(Records from a dataset)

- - -

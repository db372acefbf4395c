//! JSON documents describing keyword enablement and dialect mappings.
//!
//! The layout is split across five files in one directory:
//! `keywords.json` decides which abstract keywords are enabled,
//! `ddl_mapping.json` / `dml_mapping.json` / `dql_mapping.json` give their
//! surface text per dialect, and `datatype_mapping.json` names each column
//! type per dialect. A default set is compiled into the binary.

use anyhow::Context;
use schemars::JsonSchema;
use serde::{Deserialize, Serialize};
use sql_datagen::DataType;
use std::fs;
use std::path::Path;

pub const KEYWORDS_FILE: &str = "keywords.json";
pub const MAPPING_FILES: [&str; 3] = ["ddl_mapping.json", "dml_mapping.json", "dql_mapping.json"];
pub const DATATYPE_FILE: &str = "datatype_mapping.json";

const BUILTIN_KEYWORDS: &str = include_str!("../../config/dialect_config/keywords.json");
const BUILTIN_MAPPINGS: [&str; 3] = [
    include_str!("../../config/dialect_config/ddl_mapping.json"),
    include_str!("../../config/dialect_config/dml_mapping.json"),
    include_str!("../../config/dialect_config/dql_mapping.json"),
];
const BUILTIN_DATATYPES: &str = include_str!("../../config/dialect_config/datatype_mapping.json");

/// `keywords.json`
#[derive(Debug, Clone, Default, PartialEq, Serialize, Deserialize, JsonSchema)]
#[serde(rename_all = "camelCase")]
pub struct KeywordsFile {
    pub feature_indicators: Vec<FeatureIndicator>,
}

#[derive(Debug, Clone, PartialEq, Serialize, Deserialize, JsonSchema)]
#[serde(rename_all = "camelCase")]
pub struct FeatureIndicator {
    pub feature: String,
    pub is_included: bool,
}

/// `ddl_mapping.json`, `dml_mapping.json` and `dql_mapping.json`
#[derive(Debug, Clone, Default, PartialEq, Serialize, Deserialize, JsonSchema)]
#[serde(rename_all = "camelCase")]
pub struct MappingFile {
    pub features: Vec<FeatureMapping>,
}

#[derive(Debug, Clone, PartialEq, Serialize, Deserialize, JsonSchema)]
#[serde(rename_all = "camelCase")]
pub struct FeatureMapping {
    pub feature: String,
    /// Surface variants; templates pick one with `{KEYWORD#n}`.
    pub all_mappings: Vec<DialectMapping>,
}

#[derive(Debug, Clone, Default, PartialEq, Serialize, Deserialize, JsonSchema)]
#[serde(rename_all = "camelCase")]
pub struct DialectMapping {
    #[serde(default)]
    pub postgres: String,
    #[serde(default)]
    pub big_query: String,
    /// Constructs that conventionally follow the keyword.
    #[serde(default)]
    pub tokens: Vec<TokenRequirement>,
}

#[derive(Debug, Clone, PartialEq, Serialize, Deserialize, JsonSchema)]
#[serde(rename_all = "camelCase")]
pub struct TokenRequirement {
    pub token_name: String,
    #[serde(default)]
    pub required: bool,
    #[serde(default = "default_token_count")]
    pub count: usize,
}

fn default_token_count() -> usize {
    1
}

/// `datatype_mapping.json`
#[derive(Debug, Clone, Default, PartialEq, Serialize, Deserialize, JsonSchema)]
#[serde(rename_all = "camelCase")]
pub struct DataTypeFile {
    pub data_type_maps: Vec<DataTypeMapping>,
}

#[derive(Debug, Clone, PartialEq, Serialize, Deserialize, JsonSchema)]
#[serde(rename_all = "camelCase")]
pub struct DataTypeMapping {
    /// Upper snake case, e.g. `SMALL_INT`.
    #[schemars(with = "String")]
    pub data_type: DataType,
    #[serde(default)]
    pub postgres: String,
    #[serde(default)]
    pub big_query: String,
}

/// All five documents, parsed but not yet validated.
#[derive(Debug, Clone, Default, PartialEq)]
pub struct KeywordConfig {
    pub keywords: KeywordsFile,
    pub features: Vec<FeatureMapping>,
    pub data_types: DataTypeFile,
}

impl KeywordConfig {
    /// The mapping bundled with the binary.
    pub fn builtin() -> anyhow::Result<Self> {
        Self::from_json(BUILTIN_KEYWORDS, &BUILTIN_MAPPINGS, BUILTIN_DATATYPES)
            .context("bundled keyword configuration is invalid")
    }

    /// Parse the documents from JSON text.
    pub fn from_json(
        keywords: &str,
        mappings: &[&str],
        data_types: &str,
    ) -> anyhow::Result<Self> {
        let keywords: KeywordsFile =
            serde_json::from_str(keywords).with_context(|| format!("parsing {KEYWORDS_FILE}"))?;
        let mut features = Vec::new();
        for (i, text) in mappings.iter().enumerate() {
            let file: MappingFile = serde_json::from_str(text)
                .with_context(|| format!("parsing mapping document #{}", i + 1))?;
            features.extend(file.features);
        }
        let data_types: DataTypeFile = serde_json::from_str(data_types)
            .with_context(|| format!("parsing {DATATYPE_FILE}"))?;

        Ok(Self {
            keywords,
            features,
            data_types,
        })
    }

    /// Read the documents from `dir`. Mapping files that do not exist are skipped,
    /// but at least one must be present.
    pub fn load_dir(dir: &Path) -> anyhow::Result<Self> {
        let keywords = read(&dir.join(KEYWORDS_FILE))?;
        let data_types = read(&dir.join(DATATYPE_FILE))?;

        let mut mappings = Vec::new();
        for name in MAPPING_FILES {
            let path = dir.join(name);
            if path.exists() {
                mappings.push(read(&path)?);
            } else {
                tracing::debug!(file = %path.display(), "mapping file not present, skipping");
            }
        }
        if mappings.is_empty() {
            anyhow::bail!(
                "no mapping files found in {} (expected one of: {})",
                dir.display(),
                MAPPING_FILES.join(", ")
            );
        }

        let mappings: Vec<&str> = mappings.iter().map(String::as_str).collect();
        Self::from_json(&keywords, &mappings, &data_types)
            .with_context(|| format!("loading keyword configuration from {}", dir.display()))
    }
}

fn read(path: &Path) -> anyhow::Result<String> {
    fs::read_to_string(path).with_context(|| format!("reading {}", path.display()))
}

- - -

### EXERCISE REQUIREMENTS
All of the entries should be output exactly as they appear above.

### TASK OUTPUT
repository db372acefbf4395c
//! JSON documents describing keyword enablement and dialect mappings.
//!
//! The layout is split across five files in one directory:
//! `keywords.json` decides which abstract keywords are enabled,
//! `ddl_mapping.json` / `dml_mapping.json` / `dql_mapping.json` give their
//! surface text per dialect, and `datatype_mapping.json` names each column
//! type per dialect. A default set is compiled into the binary.

use anyhow::Context;
use schemars::JsonSchema;
use serde::{Deserialize, Serialize};
use sql_datagen::DataType;
use std::fs;
use std::path::Path;

pub const KEYWORDS_FILE: &str = "keywords.json";
pub const MAPPING_FILES: [&str; 3] = ["ddl_mapping.json", "dml_mapping.json", "dql_mapping.json"];
pub const DATATYPE_FILE: &str = "datatype_mapping.json";

const BUILTIN_KEYWORDS: &str = include_str!("../../config/dialect_config/keywords.json");
const BUILTIN_MAPPINGS: [&str; 3] = [
    include_str!("../../config/dialect_config/ddl_mapping.json"),
    include_str!("../../config/dialect_config/dml_mapping.json"),
    include_str!("../../config/dialect_config/dql_mapping.json"),
];
const BUILTIN_DATATYPES: &str = include_str!("../../config/dialect_config/datatype_mapping.json");

/// `keywords.json`
#[derive(Debug, Clone, Default, PartialEq, Serialize, Deserialize, JsonSchema)]
#[serde(rename_all = "camelCase")]
pub struct KeywordsFile {
    pub feature_indicators: Vec<FeatureIndicator>,
}

#[derive(Debug, Clone, PartialEq, Serialize, Deserialize, JsonSchema)]
#[serde(rename_all = "camelCase")]
pub struct FeatureIndicator {
    pub feature: String,
    pub is_included: bool,
}

/// `ddl_mapping.json`, `dml_mapping.json` and `dql_mapping.json`
#[derive(Debug, Clone, Default, PartialEq, Serialize, Deserialize, JsonSchema)]
#[serde(rename_all = "camelCase")]
pub struct MappingFile {
    pub features: Vec<FeatureMapping>,
}

#[derive(Debug, Clone, PartialEq, Serialize, Deserialize, JsonSchema)]
#[serde(rename_all = "camelCase")]
pub struct FeatureMapping {
    pub feature: String,
    /// Surface variants; templates pick one with `{KEYWORD#n}`.
    pub all_mappings: Vec<DialectMapping>,
}

#[derive(Debug, Clone, Default, PartialEq, Serialize, Deserialize, JsonSchema)]
#[serde(rename_all = "camelCase")]
pub struct DialectMapping {
    #[serde(default)]
    pub postgres: String,
    #[serde(default)]
    pub big_query: String,
    /// Constructs that conventionally follow the keyword.
    #[serde(default)]
    pub tokens: Vec<TokenRequirement>,
}

#[derive(Debug, Clone, PartialEq, Serialize, Deserialize, JsonSchema)]
#[serde(rename_all = "camelCase")]
pub struct TokenRequirement {
    pub token_name: String,
    #[serde(default)]
    pub required: bool,
    #[serde(default = "default_token_count")]
    pub count: usize,
}

fn default_token_count() -> usize {
    1
}

/// `datatype_mapping.json`
#[derive(Debug, Clone, Default, PartialEq, Serialize, Deserialize, JsonSchema)]
#[serde(rename_all = "camelCase")]
pub struct DataTypeFile {
    pub data_type_maps: Vec<DataTypeMapping>,
}

#[derive(Debug, Clone, PartialEq, Serialize, Deserialize, JsonSchema)]
#[serde(rename_all = "camelCase")]
pub struct DataTypeMapping {
    /// Upper snake case, e.g. `SMALL_INT`.
    #[schemars(with = "String")]
    pub data_type: DataType,
    #[serde(default)]
    pub postgres: String,
    #[serde(default)]
    pub big_query: String,
}

/// All five documents, parsed but not yet validated.
#[derive(Debug, Clone, Default, PartialEq)]
pub struct KeywordConfig {
    pub keywords: KeywordsFile,
    pub features: Vec<FeatureMapping>,
    pub data_types: DataTypeFile,
}

impl KeywordConfig {
    /// The mapping bundled with the binary.
    pub fn builtin() -> anyhow::Result<Self> {
        Self::from_json(BUILTIN_KEYWORDS, &BUILTIN_MAPPINGS, BUILTIN_DATATYPES)
            .context("bundled keyword configuration is invalid")
    }

    /// Parse the documents from JSON text.
    pub fn from_json(
        keywords: &str,
        mappings: &[&str],
        data_types: &str,
    ) -> anyhow::Result<Self> {
        let keywords: KeywordsFile =
            serde_json::from_str(keywords).with_context(|| format!("parsing {KEYWORDS_FILE}"))?;
        let mut features = Vec::new();
        for (i, text) in mappings.iter().enumerate() {
            let file: MappingFile = serde_json::from_str(text)
                .with_context(|| format!("parsing mapping document #{}", i + 1))?;
            features.extend(file.features);
        }
        let data_types: DataTypeFile = serde_json::from_str(data_types)
            .with_context(|| format!("parsing {DATATYPE_FILE}"))?;

        Ok(Self {
            keywords,
            features,
            data_types,
        })
    }

    /// Read the documents from `dir`. Mapping files that do not exist are skipped,
    /// but at least one must be present.
    pub fn load_dir(dir: &Path) -> anyhow::Result<Self> {
        let keywords = read(&dir.join(KEYWORDS_FILE))?;
        let data_types = read(&dir.join(DATATYPE_FILE))?;

        let mut mappings = Vec::new();
        for name in MAPPING_FILES {
            let path = dir.join(name);
            if path.exists() {
                mappings.push(read(&path)?);
            } else {
                tracing::debug!(file = %path.display(), "mapping file not present, skipping");
            }
        }
        if mappings.is_empty() {
            anyhow::bail!(
                "no mapping files found in {} (expected one of: {})",
                dir.display(),
                MAPPING_FILES.join(", ")
            );
        }

        let mappings: Vec<&str> = mappings.iter().map(String::as_str).collect();
        Self::from_json(&keywords, &mappings, &data_types)
            .with_context(|| format!("loading keyword configuration from {}", dir.display()))
    }
}

fn read(path: &Path) -> anyhow::Result<String> {
    fs::read_to_string(path).with_context(|| format!("reading {}", path.display()))
}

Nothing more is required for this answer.